As described above, according to the present invention, the system stability is maintained by analyzing the transient stability and dynamic stability in advance by inputting the system fault state, pre-fault system operating state, number of generators, etc. We created a pattern for operating procedures when a system accident occurs, and automatically select the appropriate operating procedure pattern based on the data input at the time of a system accident, so we can effectively and quickly integrate various system stabilization devices A control device for a power system stabilizing device that can be controlled can be provided.

[Brief explanation of the drawing]

Fig. 1 is a block diagram showing an embodiment of a control device for a power system stabilizing device according to the present invention, and Fig. 2 shows a typical example of a control pattern built into the control content determination/command circuit in the same embodiment.

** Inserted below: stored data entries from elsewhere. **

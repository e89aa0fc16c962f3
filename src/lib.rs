//! A small windowed demo built on [cushy](https://crates.io/crates/cushy).
//!
//! The demo window shows a greeting, a Save button, a labeled text field, and
//! a labeled slider. Widgets are declared up front through [`declare`], which
//! gives each window explicit ownership of its widgets and each callback a
//! typed event payload, and then lowered into cushy widgets when the window is
//! opened.

pub mod declare;
mod ui;

use std::io::{self, Write};

pub use declare::{Button, Input, Slider, Text, Widget, WidgetCallback, WidgetEvent, Window};

/// Declares the demo window: a greeting, a Save button that reports every
/// activation on standard output, a text field, and a slider.
#[must_use]
pub fn demo_window() -> Window {
    let mut window = Window::new("Example Window");
    window.push(Text::new("Hello, world"));
    window.push(Button::new("Save").on_click(|event| {
        if let Err(error) = save_clicked(&mut io::stdout(), &event) {
            tracing::error!(%error, "failed to report save");
        }
    }));
    window.push(Input::new("string", "Quick brown fox"));
    window.push(Slider::new("float", 0.273, 1.));
    window
}

/// Handles an activation of the Save button by appending one `Save Clicked`
/// line to `out`.
///
/// The handler is stateless: the output is the same for every event payload,
/// and each invocation appends exactly one line.
pub fn save_clicked<W: Write>(out: &mut W, _event: &WidgetEvent) -> io::Result<()> {
    writeln!(out, "Save Clicked")
}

FIG. 3 is a flow chart showing an operation based on an example of the control pattern shown in FIG. 2. 6... Accident type discrimination circuit, 8... System status discrimination circuit, 9... Control content discrimination/command circuit, 10...
Reset circuit and pattern program circuit, 11
~14... Operation circuit for operating various system stabilizing devices.

Claims (1)

[Claims] 1. A first device that determines the type of accident based on the input of the output signal of the protection and control device that responds to changes in the amount of electricity in the system at the time of a system accident and changes in the system operation status associated with this, and system configuration and generator operation. a second device that inputs a system operation status signal according to the number of systems and determines a system state that affects system stability; The operating procedures of various system stabilizing devices for maintaining system stability when a system condition that affects the system stability determined by the second device is patterned and built-in are prepared in advance, and the first When the device determines the type of accident in the system and the second device determines the system state that affects the transient stability of the system, a pattern of operation procedures corresponding to the accident type and system state is selected to stabilize the various systems. A control device for a power system stabilizing device, comprising a third device that collectively controls the device.